■ **Your instructions**
Check each line of the material, and show the ones that include the word "widgets".

■ **Records supplied**
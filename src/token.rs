use std::fmt::{self, Display, Formatter};

/// Possible tokens to find in a substituted formula
#[derive(Debug, Clone, Copy, PartialEq)]
pub enum Token {
    /// A numeric literal
    Number(f64),
    /// A binary operator
    Op(Op),
    /// One of the reserved unary functions
    Function(Function),
    /// Left parenthesis
    LParen,
    /// Right parenthesis
    RParen,
}

impl Display for Token {
    fn fmt(&self, fmt: &mut Formatter) -> fmt::Result {
        match *self {
            Self::Number(value) => write!(fmt, "{}", value),
            Self::Op(op) => write!(fmt, "{}", op),
            Self::Function(func) => write!(fmt, "{}", func),
            Self::LParen => write!(fmt, "("),
            Self::RParen => write!(fmt, ")"),
        }
    }
}

/// Allowed binary operators
#[derive(Debug, Clone, Copy, PartialEq, Eq, Hash)]
pub enum Op {
    /// `+`
    Plus,
    /// `-`
    Minus,
    /// `*`
    Mul,
    /// `/`
    Div,
    /// `^`
    Exp,
}

impl Op {
    /// Get the operator for a single character, if there is one
    #[must_use]
    pub fn from_char(c: char) -> Option<Self> {
        match c {
            '+' => Some(Self::Plus),
            '-' => Some(Self::Minus),
            '*' => Some(Self::Mul),
            '/' => Some(Self::Div),
            '^' => Some(Self::Exp),
            _ => None,
        }
    }

    /// Get the operator precedence. Operators with higher precedence should be
    /// evaluated first.
    #[must_use]
    pub fn precedence(self) -> u8 {
        match self {
            Self::Plus | Self::Minus => 1,
            Self::Mul | Self::Div => 2,
            Self::Exp => 3,
        }
    }

    /// Get the associativity of the operator. `^` follows `power`, every
    /// other operator is left associative.
    #[must_use]
    pub fn associativity(self, power: Assoc) -> Assoc {
        match self {
            Self::Plus | Self::Minus | Self::Mul | Self::Div => Assoc::Left,
            Self::Exp => power,
        }
    }

    /// The symbol of the operator in formula text
    #[must_use]
    pub fn symbol(self) -> char {
        match self {
            Self::Plus => '+',
            Self::Minus => '-',
            Self::Mul => '*',
            Self::Div => '/',
            Self::Exp => '^',
        }
    }
}

impl Display for Op {
    fn fmt(&self, fmt: &mut Formatter) -> fmt::Result {
        write!(fmt, "{}", self.symbol())
    }
}

/// Operator associativity
#[derive(Debug, Clone, Copy, PartialEq, Eq)]
pub enum Assoc {
    /// `a op b op c` groups as `(a op b) op c`
    Left,
    /// `a op b op c` groups as `a op (b op c)`
    Right,
}

impl Default for Assoc {
    fn default() -> Self {
        Self::Left
    }
}

/// The reserved unary functions. All of them work in radians, and `log` is
/// the natural logarithm.
#[derive(Debug, Clone, Copy, PartialEq, Eq, Hash)]
pub enum Function {
    /// Sine
    Sin,
    /// Cosine
    Cos,
    /// Tangent
    Tan,
    /// Natural logarithm
    Log,
}

impl Function {
    /// Apply the function to `arg`
    #[must_use]
    pub fn apply(self, arg: f64) -> f64 {
        match self {
            Self::Sin => libm::sin(arg),
            Self::Cos => libm::cos(arg),
            Self::Tan => libm::tan(arg),
            Self::Log => libm::log(arg),
        }
    }

    /// The name of the function in formula text
    #[must_use]
    pub fn name(self) -> &'static str {
        match self {
            Self::Sin => "sin",
            Self::Cos => "cos",
            Self::Tan => "tan",
            Self::Log => "log",
        }
    }
}

impl Display for Function {
    fn fmt(&self, fmt: &mut Formatter) -> fmt::Result {
        write!(fmt, "{}", self.name())
    }
}

#[cfg(test)]
mod tests {
    use super::*;

    #[test]
    fn precedence() {
        assert!(Op::Plus.precedence() == Op::Minus.precedence());
        assert!(Op::Mul.precedence() > Op::Plus.precedence());
        assert!(Op::Div.precedence() == Op::Mul.precedence());
        assert!(Op::Exp.precedence() > Op::Div.precedence());
    }

    #[test]
    fn associativity() {
        assert_eq!(Op::Exp.associativity(Assoc::Left), Assoc::Left);
        assert_eq!(Op::Exp.associativity(Assoc::Right), Assoc::Right);
        assert_eq!(Op::Minus.associativity(Assoc::Right), Assoc::Left);
    }

    #[test]
    fn functions() {
        assert_eq!(Function::Sin.apply(0.0), 0.0);
        assert_eq!(Function::Cos.apply(0.0), 1.0);
        assert_eq!(Function::Tan.apply(0.0), 0.0);
        assert_eq!(Function::Log.apply(1.0), 0.0);
        assert!(Function::Log.apply(-1.0).is_nan());
    }

    #[test]
    fn display() {
        let tokens = [
            Token::Function(Function::Log),
            Token::LParen,
            Token::Number(2.5),
            Token::Op(Op::Exp),
            Token::RParen,
        ];
        let text: String = tokens.iter().map(ToString::to_string).collect();
        assert_eq!(text, "log(2.5^)");
    }
}
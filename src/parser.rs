use crate::token::{Assoc, Token};
use log::debug;

/// Reorder infix `tokens` into reverse polish notation, with the
/// Shunting-Yard algorithm. `power` is the associativity of `^`.
///
/// Functions wait on the operator stack like any other entry, and are only
/// emitted when a `)` or the end of the input flushes them. Parenthesis are
/// not checked: an unmatched `(` ends up in the output, and an unmatched `)`
/// empties the stack. Both make the evaluation fail.
///
/// # Examples
///
/// ```
/// # use formulator::{to_postfix, Assoc, Op, Token};
/// let infix = vec![Token::Number(1.0), Token::Op(Op::Plus), Token::Number(2.0)];
/// let postfix = to_postfix(infix, Assoc::Left);
/// assert_eq!(postfix, vec![Token::Number(1.0), Token::Number(2.0), Token::Op(Op::Plus)]);
/// ```
#[must_use]
pub fn to_postfix<I>(tokens: I, power: Assoc) -> Vec<Token>
where
    I: IntoIterator<Item = Token>,
{
    let mut output = Vec::new();
    let mut operators = Vec::new();

    for token in tokens {
        match token {
            Token::Number(_) => output.push(token),
            Token::Function(_) | Token::LParen => operators.push(token),
            Token::RParen => {
                while let Some(top) = operators.pop() {
                    if top == Token::LParen {
                        break;
                    }
                    output.push(top);
                }
            }
            Token::Op(o1) => {
                while let Some(&Token::Op(o2)) = operators.last() {
                    let pop_me = match o1.associativity(power) {
                        Assoc::Left => o1.precedence() <= o2.precedence(),
                        Assoc::Right => o1.precedence() < o2.precedence(),
                    };
                    if !pop_me {
                        break;
                    }
                    operators.pop();
                    output.push(Token::Op(o2));
                }
                operators.push(token);
            }
        }
    }

    while let Some(token) = operators.pop() {
        output.push(token);
    }
    debug!("postfix: {:?}", output);
    output
}
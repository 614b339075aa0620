//! Declarative boilerplate rules.
//!
//! A [`RuleSet`] is an immutable, versioned, ordered list of [`FilterRule`]s.
//! Adding a rule never mutates a set in place: [`RuleSet::with_rule`] returns a
//! new snapshot, and [`RuleRegistry`] swaps whole snapshots under a
//! reader-writer lock so requests already running keep the tables they began
//! with.

use std::sync::{Arc, PoisonError, RwLock};

use serde::{Deserialize, Serialize};

/// What to do with a node matched by a rule.
#[derive(Debug, Clone, Copy, PartialEq, Eq, Serialize, Deserialize)]
#[serde(rename_all = "lowercase")]
pub enum RuleAction {
    /// Detach the node and its subtree.
    Remove,
    /// Replace the node with its children, preserving their order.
    Unwrap,
}

/// A single selector-based boilerplate rule.
#[derive(Debug, Clone, PartialEq, Eq, Serialize, Deserialize)]
#[serde(deny_unknown_fields)]
pub struct FilterRule {
    /// Human-readable reason for the rule
    pub description: String,
    /// CSS selector matched against the current tree
    pub selector: String,
    /// Remove or unwrap
    pub action: RuleAction,
}

impl FilterRule {
    /// Creates a rule that removes every match.
    pub fn remove(description: &str, selector: &str) -> Self {
        Self { description: description.to_string(), selector: selector.to_string(), action: RuleAction::Remove }
    }

    /// Creates a rule that unwraps every match.
    pub fn unwrap(description: &str, selector: &str) -> Self {
        Self { description: description.to_string(), selector: selector.to_string(), action: RuleAction::Unwrap }
    }
}

/// An ordered, immutable rule snapshot.
#[derive(Debug, Clone, PartialEq, Eq)]
pub struct RuleSet {
    name: String,
    version: u64,
    rules: Arc<[FilterRule]>,
}

impl RuleSet {
    /// Creates a version-1 rule set.
    pub fn new(name: &str, rules: Vec<FilterRule>) -> Self {
        Self { name: name.to_string(), version: 1, rules: rules.into() }
    }

    /// Set name (`safe`, `aggressive`, or a custom name).
    pub fn name(&self) -> &str {
        &self.name
    }

    /// Snapshot version; bumped by every [`RuleSet::with_rule`].
    pub fn version(&self) -> u64 {
        self.version
    }

    /// Rules in application order.
    pub fn rules(&self) -> &[FilterRule] {
        &self.rules
    }

    pub fn len(&self) -> usize {
        self.rules.len()
    }

    pub fn is_empty(&self) -> bool {
        self.rules.is_empty()
    }

    /// Returns a new snapshot with `rule` appended.
    pub fn with_rule(&self, rule: FilterRule) -> Self {
        let mut rules = self.rules.to_vec();
        rules.push(rule);
        Self { name: self.name.clone(), version: self.version + 1, rules: rules.into() }
    }

    /// Conservative rules applied to every document.
    ///
    /// Only unambiguous page chrome: navigation, ads, consent banners, social
    /// widgets, page-level footers and known site furniture.
    pub fn safe() -> Self {
        Self::new(
            "safe",
            vec![
                FilterRule::unwrap("presentational wrappers", "font, center"),
                FilterRule::remove("scripts and styles", "script, style, noscript, template, link[rel=stylesheet]"),
                FilterRule::remove("navigation", "nav, [role=navigation], menu"),
                FilterRule::remove(
                    "advertising",
                    ".ad, .ads, .advert, .advertisement, .ad-container, .ad-slot, ins.adsbygoogle, \
                     [id^=google_ads], [id^=div-gpt-ad], [class*=sponsored-content], [data-ad-slot]",
                ),
                FilterRule::remove(
                    "cookie and consent banners",
                    "#onetrust-consent-sdk, #onetrust-banner-sdk, #CybotCookiebotDialog, .cc-window, \
                     [class*=cookie-banner], [class*=cookie-consent], [class*=cookie-notice], [id*=cookie-banner], \
                     [id*=cookie-consent], [id*=cookie-notice], [class*=gdpr], [aria-label*=cookie i]",
                ),
                FilterRule::remove(
                    "social widgets",
                    ".share-buttons, .social-share, .social-links, .sharing, .sharedaddy, .addthis_toolbox, \
                     [class*=share-bar], [class*=social-icons]",
                ),
                FilterRule::remove("page footer", "body > footer, [role=contentinfo]"),
                FilterRule::remove("skip links", ".skip-link, .skip-to-content, a[href='#main-content']"),
                FilterRule::remove(
                    "known site chrome",
                    "#wpadminbar, .mw-editsection, .mw-jump-link, sup.reference, span.cite-bracket, \
                     .printfooter, #catlinks, .navbox",
                ),
            ],
        )
    }

    /// Heavier rules applied only to technical pages.
    ///
    /// Documentation sites wrap code in sidebars, tables of contents, copy
    /// buttons and heading anchors; these are stripped before heuristic
    /// extraction.
    pub fn aggressive() -> Self {
        Self::new(
            "aggressive",
            vec![
                FilterRule::remove("complementary regions", "aside, [role=complementary], [role=banner]"),
                FilterRule::remove("page header and footer", "header, footer"),
                FilterRule::remove("forms and controls", "form, button, input, select, textarea"),
                FilterRule::remove(
                    "sidebars",
                    "[class*=sidebar], [id*=sidebar], [class*=sidenav], [class*=side-nav]",
                ),
                FilterRule::remove(
                    "tables of contents",
                    ".toc, #toc, [class*=table-of-contents], [class*=on-this-page], [class*=page-toc]",
                ),
                FilterRule::remove("breadcrumbs", "[class*=breadcrumb], [id*=breadcrumb], [aria-label=breadcrumb i]"),
                FilterRule::remove("pagination", ".pagination, .pager, [class*=page-nav], [class*=prev-next]"),
                FilterRule::remove("related content", "[class*=related], [id*=related]"),
                FilterRule::remove("comment sections", "#comments, .comments, #disqus_thread, [class*=comment-list]"),
                FilterRule::remove(
                    "edit links",
                    "[class*=edit-this-page], [class*=edit-on-github], [class*=edit-page], a[href*='/edit/']",
                ),
                FilterRule::remove(
                    "copy buttons",
                    "[class*=copy-button], [class*=copy-code], [class*=clipboard], [data-clipboard-target]",
                ),
                FilterRule::remove("heading anchors", "a.headerlink, a.anchor, a.anchorjs-link, a.heading-anchor"),
            ],
        )
    }
}

/// The pair of rule sets used by one extraction request.
#[derive(Debug, Clone, PartialEq, Eq)]
pub struct RuleTables {
    pub safe: RuleSet,
    pub aggressive: RuleSet,
}

impl Default for RuleTables {
    fn default() -> Self {
        Self { safe: RuleSet::safe(), aggressive: RuleSet::aggressive() }
    }
}

/// Which table a custom rule is added to.
#[derive(Debug, Clone, Copy, PartialEq, Eq, Serialize, Deserialize)]
#[serde(rename_all = "lowercase")]
pub enum RuleTable {
    Safe,
    Aggressive,
}

/// Shared holder of the current rule tables.
///
/// Readers take a cheap `Arc` snapshot; writers build a new snapshot and swap
/// it in. Nothing is mutated in place.
#[derive(Debug, Default)]
pub struct RuleRegistry {
    current: RwLock<Arc<RuleTables>>,
}

impl RuleRegistry {
    pub fn new(tables: RuleTables) -> Self {
        Self { current: RwLock::new(Arc::new(tables)) }
    }

    /// The tables in effect right now.
    pub fn snapshot(&self) -> Arc<RuleTables> {
        let guard = self.current.read().unwrap_or_else(PoisonError::into_inner);
        Arc::clone(&guard)
    }

    /// Appends a custom rule, publishing a new snapshot.
    ///
    /// Returns the new version of the table that was extended.
    pub fn add_custom_rule(&self, table: RuleTable, rule: FilterRule) -> u64 {
        let mut guard = self.current.write().unwrap_or_else(PoisonError::into_inner);
        let mut next = RuleTables::clone(&guard);
        let version = match table {
            RuleTable::Safe => {
                next.safe = next.safe.with_rule(rule);
                next.safe.version()
            }
            RuleTable::Aggressive => {
                next.aggressive = next.aggressive.with_rule(rule);
                next.aggressive.version()
            }
        };
        tracing::debug!(?table, version, "published new rule snapshot");
        *guard = Arc::new(next);
        version
    }
}

#[cfg(test)]
mod tests {
    use super::*;
    use crate::parse::compile_selector;

    #[test]
    fn test_builtin_selectors_compile() {
        for set in [RuleSet::safe(), RuleSet::aggressive()] {
            for rule in set.rules() {
                assert!(
                    compile_selector(&rule.selector).is_ok(),
                    "{} rule '{}' has a bad selector",
                    set.name(),
                    rule.description
                );
            }
        }
    }

    #[test]
    fn test_with_rule_creates_new_snapshot() {
        let base = RuleSet::safe();
        let extended = base.with_rule(FilterRule::remove("promo", ".promo"));

        assert_eq!(extended.len(), base.len() + 1);
        assert_eq!(extended.version(), base.version() + 1);
        assert_eq!(extended.rules().last().unwrap().selector, ".promo");
        assert!(!base.rules().iter().any(|r| r.selector == ".promo"));
    }

    #[test]
    fn test_registry_snapshot_isolation() {
        let registry = RuleRegistry::new(RuleTables::default());
        let before = registry.snapshot();

        let version = registry.add_custom_rule(RuleTable::Aggressive, FilterRule::remove("promo", ".promo"));
        let after = registry.snapshot();

        assert_eq!(version, 2);
        assert_eq!(before.aggressive.version(), 1);
        assert_eq!(after.aggressive.len(), before.aggressive.len() + 1);
        assert_eq!(after.safe, before.safe);
    }

    #[test]
    fn test_rule_deserialize_rejects_unknown_fields() {
        let ok = r#"{"description": "promo", "selector": ".promo", "action": "unwrap"}"#;
        let rule: FilterRule = serde_json::from_str(ok).unwrap();
        assert_eq!(rule.action, RuleAction::Unwrap);

        let bad = r#"{"description": "promo", "selector": ".promo", "action": "remove", "priority": 3}"#;
        assert!(serde_json::from_str::<FilterRule>(bad).is_err());
    }
}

■ **Answer space**
    /// widgets, page-level footers and known site furniture.
                    "social widgets",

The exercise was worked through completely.